Gary Born acted as counsel for Greenpeace in the Greenpeace v France arbitration, which resulted in an award of damages in favour of Greenpeace.
He also acted as lead counsel in the 2009 Abyei Arbitration – concerning Abyei area boundaries –
at the Permanent Court of Arbitration in The Hague.
Born is one of only two lawyers in the world, and the only lawyer in London, to receive global "starred" status in Chambers
rankings for international arbitration.
He is visiting New Zealand this week as part of the New Zealand Centre of International Economic Law’s (NZCIEL) inaugural senior visiting research fellowship for 2015.
His recent initiative, a bilateral arbitration treaty regime that aims to address adverse consequences businesses are facing because of the international litigation system structure, will be discussed with government representatives and businesses.
He is also set to give a number of public lectures, co-hosted by Victoria University of Wellington (VUW).

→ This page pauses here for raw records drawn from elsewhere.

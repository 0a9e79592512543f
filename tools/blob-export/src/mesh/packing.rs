//! Vertex record packing
//!
//! Record layout (in order): Position → Normal → Color → Texcoord
//! - Position and normal are Float32x3, little-endian
//! - Color is Unorm8x4 with alpha forced to 255
//! - Texcoord (Float32x2) is only present when the export enables it

use super::normalize::{self, Triangle};
use super::types::{ColorDomain, ColorLayer, SourceMesh};
use crate::config::{ColorLookup, ExportConfig};
use crate::error::{ExportError, ExportWarning, Result};
use blob_common::{pack_color_unorm8, pack_texcoord_f32, pack_vec3_f32};

/// One mesh packed into vertex records
#[derive(Debug, Clone, PartialEq)]
pub struct EncodedMesh {
    /// Mesh name, as supplied by the source
    pub name: String,
    /// Number of records in `vertex_data` (three per triangle)
    pub vertex_count: usize,
    /// Packed vertex records
    pub vertex_data: Vec<u8>,
    /// Non-fatal conditions hit while packing
    pub warnings: Vec<ExportWarning>,
}

/// Validate and pack every triangle corner of `mesh` into vertex records
pub fn encode_mesh(mesh: &SourceMesh, config: &ExportConfig) -> Result<EncodedMesh> {
    let triangles = normalize::triangles(mesh)?;

    let colors = mesh
        .colors
        .as_ref()
        .ok_or_else(|| ExportError::MissingColorLayer {
            mesh: mesh.name.clone(),
        })?;

    let mut warnings = Vec::new();
    let uvs = if config.texcoords {
        match mesh.uvs.as_deref() {
            Some(uvs) if uvs.len() >= mesh.corners.len() => Some(uvs),
            Some(uvs) => {
                return Err(ExportError::TexcoordLayerMismatch {
                    mesh: mesh.name.clone(),
                    len: uvs.len(),
                    corner_count: mesh.corners.len(),
                });
            }
            None => {
                let warning = ExportWarning::MissingTexcoords {
                    mesh: mesh.name.clone(),
                };
                tracing::warn!("{}", warning);
                warnings.push(warning);
                None
            }
        }
    } else {
        None
    };

    let vertex_data = pack_triangles(mesh, &triangles, colors, uvs, config)?;

    Ok(EncodedMesh {
        name: mesh.name.clone(),
        vertex_count: triangles.len() * 3,
        vertex_data,
        warnings,
    })
}

fn pack_triangles(
    mesh: &SourceMesh,
    triangles: &[Triangle],
    colors: &ColorLayer,
    uvs: Option<&[[f32; 2]]>,
    config: &ExportConfig,
) -> Result<Vec<u8>> {
    let stride = config.record_size();
    let mut data = Vec::with_capacity(triangles.len() * 3 * stride);

    for triangle in triangles {
        for &corner_idx in triangle {
            // Indices were checked by the triangulation gate
            let corner = mesh.corners[corner_idx as usize];

            // Position (f32x3) - 12 bytes
            data.extend_from_slice(&pack_vec3_f32(mesh.positions[corner.vertex as usize]));

            // Normal (f32x3) - 12 bytes
            data.extend_from_slice(&pack_vec3_f32(corner.normal));

            // Color (unorm8x4) - 4 bytes
            let color_idx =
                color_index(colors.domain, config.color_lookup, corner_idx, corner.vertex);
            let rgb = colors.values.get(color_idx as usize).ok_or_else(|| {
                ExportError::ColorIndexOutOfRange {
                    mesh: mesh.name.clone(),
                    index: color_idx,
                    len: colors.values.len(),
                }
            })?;
            data.extend_from_slice(&pack_color_unorm8(*rgb));

            // Texcoord (f32x2) - 8 bytes
            if config.texcoords {
                let uv = uvs.map(|u| u[corner_idx as usize]).unwrap_or([0.0, 0.0]);
                data.extend_from_slice(&pack_texcoord_f32(uv));
            }
        }
    }

    Ok(data)
}

/// Pick the color layer entry for a corner
fn color_index(domain: ColorDomain, lookup: ColorLookup, corner: u32, vertex: u32) -> u32 {
    match (domain, lookup) {
        (ColorDomain::Corner, ColorLookup::Corner) => corner,
        (ColorDomain::Corner, ColorLookup::VertexIndex) | (ColorDomain::Vertex, _) => vertex,
    }
}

Tonight he will speak about the Rainbow Warrior case, 30 years later, at VUW
The event will also include a panel discussion with Dominique Prieur, Sir Kenneth Keith, Bill Mansfield, Sir Geoffrey Palmer and Dr Penelope Ridings.
Tomorrow night, also at VUW, he will host a public forum discussing the bilateral arbitration treaty regime.

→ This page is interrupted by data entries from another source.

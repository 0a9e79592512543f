//! Export error and warning types
//!
//! Errors are fatal: the export stops and no blob is written. Warnings are
//! logged and collected in the export report while the export carries on
//! with a substituted value.

use std::fmt;
use std::path::PathBuf;

/// Fatal export failure.
#[derive(Debug, thiserror::Error)]
pub enum ExportError {
    #[error("mesh '{mesh}': polygon {polygon} has {corners} corners, expected 3")]
    NonTriangularFace {
        mesh: String,
        polygon: usize,
        corners: usize,
    },

    #[error("mesh '{mesh}': polygon {polygon} references corner {corner}, but the mesh has {corner_count} corners")]
    CornerOutOfRange {
        mesh: String,
        polygon: usize,
        corner: u32,
        corner_count: usize,
    },

    #[error("mesh '{mesh}': corner {corner} references vertex {vertex}, but the mesh has {vertex_count} vertices")]
    VertexOutOfRange {
        mesh: String,
        corner: u32,
        vertex: u32,
        vertex_count: usize,
    },

    #[error("mesh '{mesh}' has no color layer")]
    MissingColorLayer { mesh: String },

    #[error("mesh '{mesh}': color lookup index {index} is outside the color layer ({len} entries)")]
    ColorIndexOutOfRange {
        mesh: String,
        index: u32,
        len: usize,
    },

    #[error("mesh '{mesh}': texcoord layer has {len} entries for {corner_count} corners")]
    TexcoordLayerMismatch {
        mesh: String,
        len: usize,
        corner_count: usize,
    },

    #[error("{what} exceeds the 32-bit offset range of the blob format")]
    TooLarge { what: &'static str },

    #[error("internal consistency check failed: {0}")]
    Inconsistent(String),

    #[error("failed to load mesh source {path:?}: {message}")]
    Source { path: PathBuf, message: String },

    #[error("unsupported mesh source {0:?} (use .gltf, .glb or .obj)")]
    UnsupportedSource(PathBuf),

    #[error(transparent)]
    Io(#[from] std::io::Error),
}

/// Convenience alias used throughout the library.
pub type Result<T, E = ExportError> = std::result::Result<T, E>;

/// Non-fatal export condition.
#[derive(Debug, Clone, PartialEq, Eq)]
pub enum ExportWarning {
    /// Texcoords were requested but the mesh has no coordinate layer;
    /// every corner was written as (0.0, 0.0).
    MissingTexcoords { mesh: String },
}

impl ExportWarning {
    /// Name of the mesh the warning refers to
    pub fn mesh(&self) -> &str {
        match self {
            ExportWarning::MissingTexcoords { mesh } => mesh,
        }
    }
}

impl fmt::Display for ExportWarning {
    fn fmt(&self, f: &mut fmt::Formatter<'_>) -> fmt::Result {
        match self {
            ExportWarning::MissingTexcoords { mesh } => write!(
                f,
                "trying to export texcoord data, but mesh '{}' has no uv data; will output (0.0, 0.0)",
                mesh
            ),
        }
    }
}
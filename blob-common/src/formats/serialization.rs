//! Binary serialization trait for fixed-size format records.
//!
//! The chunk header and the index entry implement `BinarySerializable` for
//! use from generic code, while each type keeps its own `to_bytes()` method
//! returning a fixed-size array.

/// Trait for binary-serializable format records.
///
/// The trait uses `Vec<u8>` for the return type because associated const
/// generics in return types (`[u8; Self::SIZE]`) are not yet stable in Rust.
///
/// # Example
///
/// ```
/// use blob_common::formats::{BinarySerializable, IndexEntry};
///
/// let entry = IndexEntry::new(0, 3, 0, 3);
///
/// // Using the trait (returns Vec<u8>)
/// let bytes = entry.serialize();
/// let parsed = IndexEntry::deserialize(&bytes).unwrap();
/// assert_eq!(parsed, entry);
///
/// // Using the type-specific method (returns [u8; 16])
/// let bytes_array = entry.to_bytes();
/// assert_eq!(bytes_array.len(), 16);
/// ```
pub trait BinarySerializable: Sized {
    /// Size of the serialized record in bytes.
    const SIZE: usize;

    /// Serialize to bytes.
    fn serialize(&self) -> Vec<u8>;

    /// Deserialize from bytes.
    ///
    /// Returns `None` if the byte slice is too short.
    fn deserialize(bytes: &[u8]) -> Option<Self>;

    /// Deserialize every whole record from a packed slice.
    ///
    /// Trailing bytes shorter than one record are ignored.
    fn deserialize_all(bytes: &[u8]) -> Vec<Self> {
        bytes
            .chunks_exact(Self::SIZE)
            .filter_map(Self::deserialize)
            .collect()
    }
}

impl BinarySerializable for super::ChunkHeader {
    const SIZE: usize = Self::SIZE;

    fn serialize(&self) -> Vec<u8> {
        self.to_bytes().to_vec()
    }

    fn deserialize(bytes: &[u8]) -> Option<Self> {
        Self::from_bytes(bytes)
    }
}

impl BinarySerializable for super::IndexEntry {
    const SIZE: usize = Self::SIZE;

    fn serialize(&self) -> Vec<u8> {
        self.to_bytes().to_vec()
    }

    fn deserialize(bytes: &[u8]) -> Option<Self> {
        Self::from_bytes(bytes)
    }
}
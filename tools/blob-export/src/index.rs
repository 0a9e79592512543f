//! Name index builder
//!
//! Accumulates the `str0` payload (mesh names back to back) and the `idx0`
//! entries mapping each name range to its vertex range, in export order.

use blob_common::IndexEntry;

use crate::error::{ExportError, Result};

/// Builds the strings and index chunk payloads
#[derive(Debug, Default)]
pub struct NameIndexBuilder {
    strings: Vec<u8>,
    entries: Vec<IndexEntry>,
    vertex_count: u32,
}

impl NameIndexBuilder {
    pub fn new() -> Self {
        Self::default()
    }

    /// Record a mesh that contributed `vertex_count` records right after
    /// the previous one.
    ///
    /// Names are not deduplicated; a repeated name gets its own entry.
    pub fn push(&mut self, name: &str, vertex_count: usize) -> Result<IndexEntry> {
        let name_begin = offset(self.strings.len(), "strings chunk")?;
        let name_end = offset(self.strings.len() + name.len(), "strings chunk")?;

        let vertex_begin = self.vertex_count;
        let vertex_end = offset(vertex_begin as usize + vertex_count, "vertex count")?;

        self.strings.extend_from_slice(name.as_bytes());
        self.vertex_count = vertex_end;

        let entry = IndexEntry::new(name_begin, name_end, vertex_begin, vertex_end);
        self.entries.push(entry);
        Ok(entry)
    }

    /// Total vertex records recorded so far
    pub fn vertex_count(&self) -> u32 {
        self.vertex_count
    }

    pub fn entries(&self) -> &[IndexEntry] {
        &self.entries
    }

    pub fn strings(&self) -> &[u8] {
        &self.strings
    }

    /// Split into the strings payload and the index entries
    pub fn into_parts(self) -> (Vec<u8>, Vec<IndexEntry>) {
        (self.strings, self.entries)
    }
}

/// Pack index entries into the `idx0` payload
pub fn index_payload(entries: &[IndexEntry]) -> Vec<u8> {
    let mut data = Vec::with_capacity(entries.len() * IndexEntry::SIZE);
    for entry in entries {
        data.extend_from_slice(&entry.to_bytes());
    }
    data
}

fn offset(value: usize, what: &'static str) -> Result<u32> {
    u32::try_from(value).map_err(|_| ExportError::TooLarge { what })
}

Then from Wednesday, 6 May, he will be in Auckland, speaking at the Northern Club at 7.15am, and then discussing the bilateral arbitration treaty regime at a roundtable event at Meredith Connell at 7.30pm.
NZCIEL director, professor Susy Frankel, said the centre’s inaugural fellowship recognised the significant contribution Born has made to international commercial arbitration and litigation.
“It's a wonderful opportunity for those interested in international dispute resolution to hear from someone of Mr Born’s calibre—and to consider his insights from the New Zealand perspective.”